Now I wish I had learned a thing or two back then. My dream destination is Paris. Someday I’ll get there and when I do, I don’t want to be ridiculed by the locals. Everyone tells me that so long as you attempt to speak French, people will be nice to you, but if you don’t, watch out. Is this true? For those of you who have been there, was that your experience?

For now, I’ll have to live vicariously through my friends (I loved this post by Erika, The Pancake Princess, chronicling her recent trip to Paris and all the incredible food she ate there), through David Lebovitz and his awesome blog (if you haven’t read his book, The Sweet Life In Paris, I highly recommend it!) and of course, by eating any French food I can get my hands on.

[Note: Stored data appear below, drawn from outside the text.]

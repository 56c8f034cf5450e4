// Example building an inline agent's tool catalog from documented tools
//
// Shows how to:
// - Document a tool so its function schema is generated from the text
// - Mix in-process tools, a Lambda-backed group and a built-in capability
// - Print the payload an inline agent request would carry
//
// No AWS access is needed: a fixed identity stands in for STS.
//
// Run with: cargo run --example weather_action_groups

use inline_agent_core::identity::{Identity, StaticIdentityProvider};
use inline_agent_core::{
    box_tools, require_confirmation, ActionGroup, ActionGroups, BuiltinTool, ExecutorResolver,
    FunctionDefinition, ParamType, Tool, ToolError, ToolResult,
};
use schemars::JsonSchema;
use serde::Deserialize;

#[derive(Debug, Deserialize, JsonSchema)]
struct WeatherInput {
    location: String,
    #[serde(default)]
    unit: Option<String>,
}

struct GetWeather;

impl Tool for GetWeather {
    type Input = WeatherInput;

    fn name(&self) -> &str {
        "get_weather"
    }

    fn documentation(&self) -> Option<&str> {
        Some(
            "Get the current weather for a location.

Parameters:
    location: City name, e.g. Seattle
    unit (str): Temperature unit, f or c.
        Defaults to f.

Returns:
    A one-line weather summary",
        )
    }

    async fn execute(&self, input: Self::Input) -> Result<ToolResult, ToolError> {
        let unit = input.unit.unwrap_or_else(|| "f".to_string()).to_uppercase();
        let summary = format!("Light rain, 54{} in {}", unit, input.location);
        Ok(summary.into())
    }
}

#[derive(Debug, Deserialize, JsonSchema)]
struct AlertInput {
    location: String,
    message: String,
}

struct SendWeatherAlert;

impl Tool for SendWeatherAlert {
    type Input = AlertInput;

    fn name(&self) -> &str {
        "send_weather_alert"
    }

    fn documentation(&self) -> Option<&str> {
        Some(
            "Send a weather alert to subscribers.

Parameters:
    location: Area the alert covers
    message: Alert text",
        )
    }

    async fn execute(&self, input: Self::Input) -> Result<ToolResult, ToolError> {
        let receipt = format!("Alert sent for {}: {}", input.location, input.message);
        Ok(receipt.into())
    }
}

#[tokio::main]
async fn main() -> anyhow::Result<()> {
    let weather_tools = box_tools![GetWeather, require_confirmation(SendWeatherAlert)];
    let monthly = FunctionDefinition::new("monthly_averages", "Average temperature per month")
        .with_parameter("location", ParamType::String, "City name", true)
        .with_parameter("year", ParamType::Integer, "Calendar year", false);

    let groups = ActionGroups::new([
        ActionGroup::builder("WeatherGroup")
            .description("Current conditions and alerts")
            .tools(weather_tools)
            .build()?,
        ActionGroup::builder("Climate")
            .description("Historical climate data")
            .lambda("ClimateHistory")
            .function(monthly)
            .build()?,
        ActionGroup::builder("UserInput")
            .builtin(BuiltinTool::user_input())
            .build()?,
    ])?;

    let identity = Identity::new("111122223333", "us-west-2");
    let resolver = ExecutorResolver::new(StaticIdentityProvider::new(identity));

    let payload = groups.serialize(&resolver).await?;
    println!("{}", serde_json::to_string_pretty(&payload)?);

    // The runtime returns control for in-process tools; dispatch by name
    let tools = groups.tool_map().await?;
    println!("\nLocal tools: {:?}", tools.names());

    if let Some(weather) = tools.get("get_weather") {
        let result = weather
            .execute_raw(serde_json::json!({"location": "Seattle"}))
            .await?;
        println!("get_weather -> {}", result.as_text());
    }

    Ok(())
}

My last attempt at making choux pastry was a bit of a nightmare so, despite my love of cream puffs, éclairs, etc, I wasn’t going to try making anything choux based. I figured I can handle a cookie so I scoured the internet until I landed on Smitten Kitchen’s dark chocolate sables. “Sable” is the French word for sand and it’s pretty apt for these cookies because of their crumbly texture. They’re similar to shortbread and absolutely delicious.
Dark chocolate lavender sables | www.gottagetbaked.com
Before I get to the recipe, here are the rest of today’s offerings to entice you. Make sure you click through them all for some delightful French food inspiration!

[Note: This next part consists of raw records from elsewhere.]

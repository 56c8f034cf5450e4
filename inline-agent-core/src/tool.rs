use futures::future::BoxFuture;
use schemars::JsonSchema;
use serde::de::DeserializeOwned;
use serde::{Deserialize, Serialize};
use serde_json::Value;

use crate::schema::Signature;

/// What a tool hands back to the agent runtime
#[derive(Debug, Clone, PartialEq, Serialize, Deserialize)]
pub enum ToolResult {
    Text(String),
    Json(Value),
}

impl ToolResult {
    pub fn text(s: impl Into<String>) -> Self {
        Self::Text(s.into())
    }

    /// Serialize `value` into a `Json` result
    pub fn json<T: Serialize>(value: T) -> Result<Self, serde_json::Error> {
        serde_json::to_value(value).map(Self::Json)
    }

    /// Text as-is; JSON compactly encoded
    pub fn as_text(&self) -> String {
        match self {
            Self::Text(text) => text.clone(),
            Self::Json(value) => value.to_string(),
        }
    }

    pub fn as_str(&self) -> Option<&str> {
        if let Self::Text(text) = self {
            Some(text)
        } else {
            None
        }
    }
}

impl From<String> for ToolResult {
    fn from(text: String) -> Self {
        Self::Text(text)
    }
}

impl From<&str> for ToolResult {
    fn from(text: &str) -> Self {
        Self::text(text)
    }
}

#[derive(Debug, thiserror::Error)]
pub enum ToolError {
    /// Arguments did not match the tool's input type
    #[error("invalid input for '{tool}': {source}")]
    InvalidInput {
        tool: String,
        source: serde_json::Error,
    },

    #[error("could not encode tool output: {0}")]
    Encode(#[from] serde_json::Error),

    #[error("{0}")]
    Custom(String),
}

impl From<String> for ToolError {
    fn from(message: String) -> Self {
        Self::Custom(message)
    }
}

impl From<&str> for ToolError {
    fn from(message: &str) -> Self {
        Self::Custom(message.to_owned())
    }
}

/// An in-process tool that can back an action group.
///
/// Besides a name, a tool carries documentation text (see [`crate::docstring`])
/// and a typed `Input`. The JSON schema of `Input` is the tool's signature:
/// parameters appear in field order, their wire types follow the field types,
/// and a field the caller may omit (`Option<T>`, `#[serde(default)]`) is
/// optional.
///
/// ```rust
/// use inline_agent_core::{Tool, ToolError, ToolResult};
/// use schemars::JsonSchema;
/// use serde::Deserialize;
///
/// #[derive(Deserialize, JsonSchema)]
/// struct WeatherInput {
///     location: String,
///     #[serde(default)]
///     unit: Option<String>,
/// }
///
/// struct GetWeather;
///
/// impl Tool for GetWeather {
///     type Input = WeatherInput;
///
///     fn name(&self) -> &str { "get_weather" }
///
///     fn documentation(&self) -> Option<&str> {
///         Some("Get weather.\n\nParameters:\n    location: the city\n    unit: defaults to f\n\nReturns:\n    weather string")
///     }
///
///     async fn execute(&self, input: WeatherInput) -> Result<ToolResult, ToolError> {
///         Ok(format!("Sunny in {}", input.location).into())
///     }
/// }
/// ```
pub trait Tool: Send + Sync {
    type Input: DeserializeOwned + JsonSchema;

    /// Function name reported to the runtime
    fn name(&self) -> &str;

    fn documentation(&self) -> Option<&str>;

    fn execute(
        &self,
        input: Self::Input,
    ) -> impl std::future::Future<Output = Result<ToolResult, ToolError>> + Send;

    /// Parameters introspected from `Input`
    fn signature(&self) -> Signature {
        let schema = schemars::schema_for!(Self::Input);
        Signature::from_json_schema(&serde_json::to_value(schema).unwrap_or_default())
    }

    /// Use [`require_confirmation`] rather than overriding this
    fn requires_confirmation(&self) -> bool {
        false
    }
}

/// Object-safe view of a tool, taking untyped JSON arguments.
///
/// Blanket-provided for every [`Tool`] through [`box_tool`]; MCP-backed tools
/// implement it directly.
pub trait DynTool: Send + Sync {
    fn name(&self) -> &str;
    fn documentation(&self) -> Option<&str>;
    fn signature(&self) -> Signature;
    fn requires_confirmation(&self) -> bool;
    fn execute_raw(&self, input: Value) -> BoxFuture<'_, Result<ToolResult, ToolError>>;
}

pub fn box_tool<T: Tool + 'static>(tool: T) -> Box<dyn DynTool> {
    Box::new(Erased(tool))
}

/// Box several tools of different types at once.
///
/// ```ignore
/// use inline_agent_core::{box_tools, ActionGroup};
///
/// let group = ActionGroup::builder("WeatherGroup")
///     .tools(box_tools![GetWeather, GetForecast])
///     .build()?;
/// ```
#[macro_export]
macro_rules! box_tools {
    ($($tool:expr),* $(,)?) => {
        vec![$($crate::tool::box_tool($tool)),*]
    };
}

struct Erased<T>(T);

impl<T: Tool + 'static> DynTool for Erased<T> {
    fn name(&self) -> &str {
        self.0.name()
    }

    fn documentation(&self) -> Option<&str> {
        self.0.documentation()
    }

    fn signature(&self) -> Signature {
        self.0.signature()
    }

    fn requires_confirmation(&self) -> bool {
        self.0.requires_confirmation()
    }

    fn execute_raw(&self, input: Value) -> BoxFuture<'_, Result<ToolResult, ToolError>> {
        Box::pin(async move {
            let typed = serde_json::from_value::<T::Input>(input).map_err(|source| {
                ToolError::InvalidInput {
                    tool: self.0.name().to_string(),
                    source,
                }
            })?;
            self.0.execute(typed).await
        })
    }
}

/// A tool that the runtime must confirm with the user before invoking.
///
/// Created by [`require_confirmation`]; otherwise behaves exactly like the
/// wrapped tool.
pub struct RequireConfirmation<T>(T);

impl<T> RequireConfirmation<T> {
    pub fn into_inner(self) -> T {
        self.0
    }
}

/// Mark a tool as needing human confirmation before execution.
///
/// Its function definition will carry `requireConfirmation: ENABLED`.
pub fn require_confirmation<T: Tool>(tool: T) -> RequireConfirmation<T> {
    RequireConfirmation(tool)
}

impl<T: Tool> Tool for RequireConfirmation<T> {
    type Input = T::Input;

    fn name(&self) -> &str {
        self.0.name()
    }

    fn documentation(&self) -> Option<&str> {
        self.0.documentation()
    }

    fn execute(
        &self,
        input: Self::Input,
    ) -> impl std::future::Future<Output = Result<ToolResult, ToolError>> + Send {
        self.0.execute(input)
    }

    fn signature(&self) -> Signature {
        self.0.signature()
    }

    fn requires_confirmation(&self) -> bool {
        true
    }
}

    1. Apple Tarte Tatin from Hungry Couple
    2. Chaussons aux Pêches from That Skinny Chick Can Bake
    3. Dark Chocolate Lavender Sables from gotta get baked
    4. Chocolate Cherry Brioche from The Girl In The Little Red Kitchen
    5. Gougères (Herbed Cheese Puffs) from Crumb
    6. Mendiant from Cravings of a Lunatic
    7. Lemon Raspberry Madeleines from Kelly Bakes
    8. Chocolate Orange Torte from What Smells So Good?
    9. Cherry Clafoutis from Pineapple and Coconut
    10. Meyer Lemon Fingerling Potato Salad from Magnolia Days

Dark chocolate lavender sables | www.gottagetbaked.com
Dark Chocolate Lavender Sables (adapted from Smitten Kitchen)

1 cup all-purpose flour
1/3 cup dark Dutch cocoa powder
1/4 teaspoon baking soda
1/2 cup (1 stick) unsalted butter, at room temp
1/2 cup granulated sugar
1/2 tsp salt
1 tsp culinary lavender (coarsely ground in a mortar and pestle or crushed with your fingers)
1 large egg yolk
1/2 teaspoon vanilla extract
3 1/2 ounces dark chocolate, grated or finely chopped in a food processor

Sift together the flour, cocoa and baking soda together.

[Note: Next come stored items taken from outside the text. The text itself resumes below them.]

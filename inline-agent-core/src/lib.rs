//! # inline-agent-core
//!
//! Action group configuration for Bedrock inline agents.
//!
//! An inline agent is handed its whole tool catalog with each request, as a
//! list of action groups. This crate models that catalog: it checks that each
//! group uses exactly one way of providing capabilities, derives how the
//! group is invoked, builds function schemas from tool documentation and
//! produces the wire payload the agent runtime expects.
//!
//! ## Quick Start
//!
//! ```ignore
//! use inline_agent_core::identity::StaticIdentityProvider;
//! use inline_agent_core::{ActionGroup, ActionGroups, BuiltinTool, ExecutorResolver};
//!
//! # async fn example() -> inline_agent_core::Result<()> {
//! let groups = ActionGroups::new([
//!     ActionGroup::builder("WeatherGroup").tool(GetWeather).build()?,
//!     ActionGroup::builder("UserInput").builtin(BuiltinTool::user_input()).build()?,
//! ])?;
//!
//! let resolver = ExecutorResolver::new(StaticIdentityProvider::placeholder());
//! let payload = groups.serialize(&resolver).await?;
//! let tools = groups.tool_map().await?;
//! # Ok(())
//! # }
//! ```
//!
//! ## Capability Sources
//!
//! | Builder field | Executor | Wire executor |
//! |---|---|---|
//! | `tools` | `DirectInvoke` | `RETURN_CONTROL` |
//! | `mcp_clients` | `DirectInvoke` | `RETURN_CONTROL` |
//! | `lambda_name` + `function_schema` or `api_schema` | `RemoteFunction` | Lambda ARN |
//! | `builtin_tools` | `PlatformBuiltin` | none |
//!
//! ## Documenting Tools
//!
//! Tool documentation is split at `Parameters:` and `Returns:` (configurable
//! per group). Parameters are listed one per line at a common indentation;
//! deeper lines continue the previous description:
//!
//! ```text
//! Get weather for a location.
//!
//! Parameters:
//!     location: The city to get weather for
//!     unit: Temperature unit, either "f" or "c".
//!         Defaults to "f".
//!
//! Returns:
//!     A short weather summary
//! ```
//!
//! ## Feature Flags
//!
//! - `sts` - resolve account and region with AWS STS
//! - `mcp` - MCP client over stdio and streamable HTTP
//! - `test-utils` - mock identity provider and MCP source

pub mod action_group;
pub mod collection;
pub mod docstring;
pub mod error;
pub mod executor;
pub mod identity;
pub mod mcp;
pub mod schema;
pub mod tool;
pub mod wire;

#[cfg(any(test, feature = "test-utils"))]
pub mod test_utils;

pub use action_group::{
    ActionGroup, ActionGroupBuilder, BuiltinSignature, BuiltinTool, CapabilityField,
    CapabilitySource, ConfigurationError, LambdaSchema,
};
pub use collection::{ActionGroups, ToolMap};
pub use docstring::DocstringKeys;
pub use error::{Error, Result};
pub use executor::{Executor, ExecutorResolver};
pub use identity::{Identity, IdentityError, IdentityPolicy, IdentityProvider};
pub use mcp::{McpError, McpToolDefinition, McpToolSource};
pub use schema::{
    create_function_schema, Confirmation, FunctionDefinition, ParamType, SchemaError, Signature,
};
pub use tool::{box_tool, require_confirmation, DynTool, Tool, ToolError, ToolResult};
pub use wire::{ActionGroupExecutor, ActionGroupPayload, ApiSchema, FunctionSchema};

In the bowl of your stand mixer or a large bowl with an electric hand mixer, cream the butter, sugar and salt together. Add the egg yolk and vanilla, beating until combined and scrape down the sides of the bowl. To the butter mixture, add dry ingredients, grated chocolate and lavender and mix until just combined.

Scrape the dough onto a piece of plastic wrap and form it into a roll, approximately three inches wide. Wrap the roll up and chill it in the fridge until just firm, about one hour. The dough can be refrigerated until needed, up to two days, or frozen for about a month. Allow frozen dough to soften a bit before cutting.

Dark chocolate lavender sables | www.gottagetbaked.com

Failing at rolling the dough in pearl sugar & sea salt. Explanation below!

Dark chocolate lavender sables | www.gottagetbaked.com
Preheat the oven to 350 degrees F. Remove the dough from the fridge and unwrap. Slice into cookies approximately 1/2 inch thick. Place them at least an inch apart on a parchment-lined baking sheet. If your cookies are on the thinner side, bake between 8 to 10 minutes. If thicker, bake for 10 to 12 minutes. I baked mine for 11 minutes.

Remove from the oven and keep the cookies on the baking sheet for about five minutes before carefully removing them to a rack to completely cool.
Dark chocolate lavender sables | www.gottagetbaked.com
You’ll see that there are chunks of something white on the sides of my cookie. I tried rolling the roll of dough in a mixture of pearl sugar and sea salt for that decorative look but it was rather unsuccessful (the sugar/salt didn’t adhere evenly) and it was unnecessary because the cookies tasted fantastic on their own.
Dark chocolate lavender sables | www.gottagetbaked.com
The taste is dark, refined, elegant. There are teeny tiny chunks of chocolate threaded throughout each cookie that melt gloriously on the tongue. The lavender isn’t overwhelming – it provides a subtle yet ever present floral flavour that compliments the dark chocolate beautifully. And of course, these cookies are best eaten with French vanilla ice cream.
Dark chocolate lavender sables | www.gottagetbaked.com

73 thoughts on “Dark Chocolate Lavender Sables for a #BastilleDay #HolidayFoodParty

  1. Pingback: Mendiant | Cravings of a Lunatic

  2. Oh wow look at those awesome cookies! And I don’t know a thing about Bastille Day other than the fun I’m having with this holiday food party.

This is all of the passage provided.